3.3. Stratospheric Influence on a Polluted Region: The May 27–29 Intrusion

[30] A qualitatively similar meteorological situation occurred on May 27–29 (Figure S4 in auxiliary material Text S1). This intrusion appeared as a filamentary feature extending from the Gulf of Alaska to the California coast on May 27. A strong surface anticyclone developed over the eastern North Pacific Ocean on May 28, facilitating more effective transport of stratospheric O3 to the lower troposphere of Southern California during this intrusion as compared to other events.

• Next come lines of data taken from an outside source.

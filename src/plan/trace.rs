//! 执行轨迹：StepResult 与只追加的 Trace
//!
//! Trace 按结果产生的顺序记录（非声明顺序），每个步骤至多一条；合成的回复文本由编排器在校验前附加一次。

use std::time::Duration;

use serde::{Deserialize, Serialize};
use serde_json::Value;

use crate::plan::types::StepId;

/// 步骤终态
#[derive(Debug, Clone, Copy, PartialEq, Eq, Serialize, Deserialize)]
#[serde(rename_all = "snake_case")]
pub enum StepStatus {
    Success,
    Failure,
    Timeout,
}

/// 单个步骤的执行结果
#[derive(Debug, Clone, PartialEq, Serialize, Deserialize)]
pub struct StepResult {
    pub step_id: StepId,
    pub status: StepStatus,
    pub output: Value,
    pub error: Option<String>,
    /// 实际调用次数（短路的步骤为 0）
    pub attempts: u32,
    /// 工具报告本次调用改变了外部状态
    pub state_changed: bool,
    /// 因依赖失败而未执行
    pub short_circuited: bool,
    pub duration_ms: u64,
}

impl StepResult {
    pub fn success(step_id: impl Into<StepId>, output: Value) -> Self {
        Self {
            step_id: step_id.into(),
            status: StepStatus::Success,
            output,
            error: None,
            attempts: 1,
            state_changed: false,
            short_circuited: false,
            duration_ms: 0,
        }
    }

    pub fn failure(step_id: impl Into<StepId>, error: impl Into<String>) -> Self {
        Self {
            step_id: step_id.into(),
            status: StepStatus::Failure,
            output: Value::Null,
            error: Some(error.into()),
            attempts: 1,
            state_changed: false,
            short_circuited: false,
            duration_ms: 0,
        }
    }

    pub fn timeout(step_id: impl Into<StepId>, error: impl Into<String>) -> Self {
        Self {
            status: StepStatus::Timeout,
            ..Self::failure(step_id, error)
        }
    }

    /// 依赖 `dependency` 未成功，本步骤不调用工具直接失败
    pub fn short_circuit(step_id: impl Into<StepId>, dependency: &str) -> Self {
        Self {
            attempts: 0,
            short_circuited: true,
            ..Self::failure(step_id, format!("dependency {dependency} did not succeed"))
        }
    }

    pub fn with_attempts(mut self, attempts: u32) -> Self {
        self.attempts = attempts;
        self
    }

    pub fn with_state_changed(mut self, changed: bool) -> Self {
        self.state_changed = changed;
        self
    }

    pub fn with_duration(mut self, elapsed: Duration) -> Self {
        self.duration_ms = elapsed.as_millis() as u64;
        self
    }

    pub fn is_success(&self) -> bool {
        self.status == StepStatus::Success
    }
}

/// 一个 Plan 的执行轨迹
#[derive(Debug, Clone, PartialEq, Serialize, Deserialize)]
pub struct Trace {
    plan_revision: u32,
    results: Vec<StepResult>,
    response: Option<String>,
    deadline_exceeded: bool,
}

impl Trace {
    pub fn new(plan_revision: u32) -> Self {
        Self {
            plan_revision,
            results: Vec::new(),
            response: None,
            deadline_exceeded: false,
        }
    }

    pub fn plan_revision(&self) -> u32 {
        self.plan_revision
    }

    /// 追加结果；同一步骤重复记录时忽略并返回 false
    pub fn record(&mut self, result: StepResult) -> bool {
        if self.get(&result.step_id).is_some() {
            tracing::warn!(step_id = %result.step_id, "duplicate step result ignored");
            return false;
        }
        self.results.push(result);
        true
    }

    pub fn results(&self) -> &[StepResult] {
        &self.results
    }

    pub fn get(&self, step_id: &str) -> Option<&StepResult> {
        self.results.iter().find(|r| r.step_id == step_id)
    }

    pub fn len(&self) -> usize {
        self.results.len()
    }

    pub fn is_empty(&self) -> bool {
        self.results.is_empty()
    }

    /// 附加合成回复（只允许一次）
    pub fn attach_response(&mut self, text: impl Into<String>) -> bool {
        if self.response.is_some() {
            return false;
        }
        self.response = Some(text.into());
        true
    }

    pub fn response(&self) -> Option<&str> {
        self.response.as_deref()
    }

    pub fn mark_deadline_exceeded(&mut self) {
        self.deadline_exceeded = true;
    }

    pub fn deadline_exceeded(&self) -> bool {
        self.deadline_exceeded
    }
}

#[cfg(test)]
mod tests {
    use super::*;

    #[test]
    fn test_trace_ignores_duplicate_results() {
        let mut trace = Trace::new(0);
        assert!(trace.record(StepResult::success("s1", Value::from(4))));
        assert!(!trace.record(StepResult::failure("s1", "late")));
        assert_eq!(trace.len(), 1);
        assert!(trace.get("s1").unwrap().is_success());
    }

    #[test]
    fn test_response_attaches_once() {
        let mut trace = Trace::new(1);
        assert!(trace.attach_response("first"));
        assert!(!trace.attach_response("second"));
        assert_eq!(trace.response(), Some("first"));
    }

    #[test]
    fn test_short_circuit_has_no_attempts() {
        let result = StepResult::short_circuit("b", "a");
        assert_eq!(result.status, StepStatus::Failure);
        assert_eq!(result.attempts, 0);
        assert!(result.short_circuited);
        assert!(result.error.unwrap().contains("a"));
    }
}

[31] The May 28 soundings measured an approximately 2-km thick layer of elevated O3 in excess of 100–150 ppbv sloping from 5 to 7 km above Northern California (Point Reyes and Shasta) to 2–4 km above Southern California (Joshua Tree and San Nicholas), coincident with decreasing RH, a marker for air of stratospheric origin (Figure 5). The elevated-O3layer just 2 km above Joshua Tree National Park persisted from May 28 through May 29, when it was also measured by an aircraft-based lidar [Langford et al., 2012]. AM3 captures these narrow layers of enhanced O3 and estimates a stratospheric contribution of approximately 75%.

Figure 5.

Same as Figure 3, but for the May 27–29 intrusion. Synoptic conditions for this intrusion are shown in Figure S4 in auxiliary material Text S1.

[32] Given that San Nicholas Island and Joshua Tree National Park are each located just ∼150 km away from the densely populated Los Angeles Basin, locally produced pollution may impact the lower FT of this region under favorable meteorological conditions. Here we find in the model that simulated O3 changes little at 2–5 km above both sites on May 28–29 after switching off NA anthropogenic emissions (green lines in Figure 5), supporting a dominant source from the stratosphere as inferred from the O3S tracer.

[33] We next examine transport of this enhanced O3 aloft to the surface over the greater Los Angeles area and further east across the Mountain West. Figure 6a shows that surface O3 mixing ratios at Joshua Tree on May 28 and Mesa Verde on May 29 rapidly increase during the growth of daytime PBL coincident with a substantial decrease in specific humidity and colder afternoon temperature compared with other days. The timing of peak hourly O3 gradually shifts from May 28 to May 29 at the surface sites from southern California to western Colorado, reflecting eastward transport of subsiding O3 enriched, dry and cold air from the FT. These measured features support attribution to stratospheric origin based on AM3 O3S for these observed surface O3 enhancements (Figures 6b and 6c). At five sites where observed MDA8 O3 reaches 77–82 ppbv (auxiliary material Table S1), exceeding the NAAQS threshold of 75 ppbv, the model estimates a stratospheric contribution of 35–55 ppbv, composing 50–60% of the total.

Figure 6.

(a) Time series of observed hourly O3mixing ratios, specific humidity and temperature in surface air at the indicated stations from May 27–30, 2010. Note that humidity is not measured at Flagstaff. The gray shading masks the period at local time when the PBL is well mixed. (b) Total observed daily maximum 8-h average O3 in surface air and (c) the AM3 simulated stratospheric O3 tracer (in ppbv) on May 29, 2010. The white circles in Figure 6c denote the surface sites shown in Figure 6a.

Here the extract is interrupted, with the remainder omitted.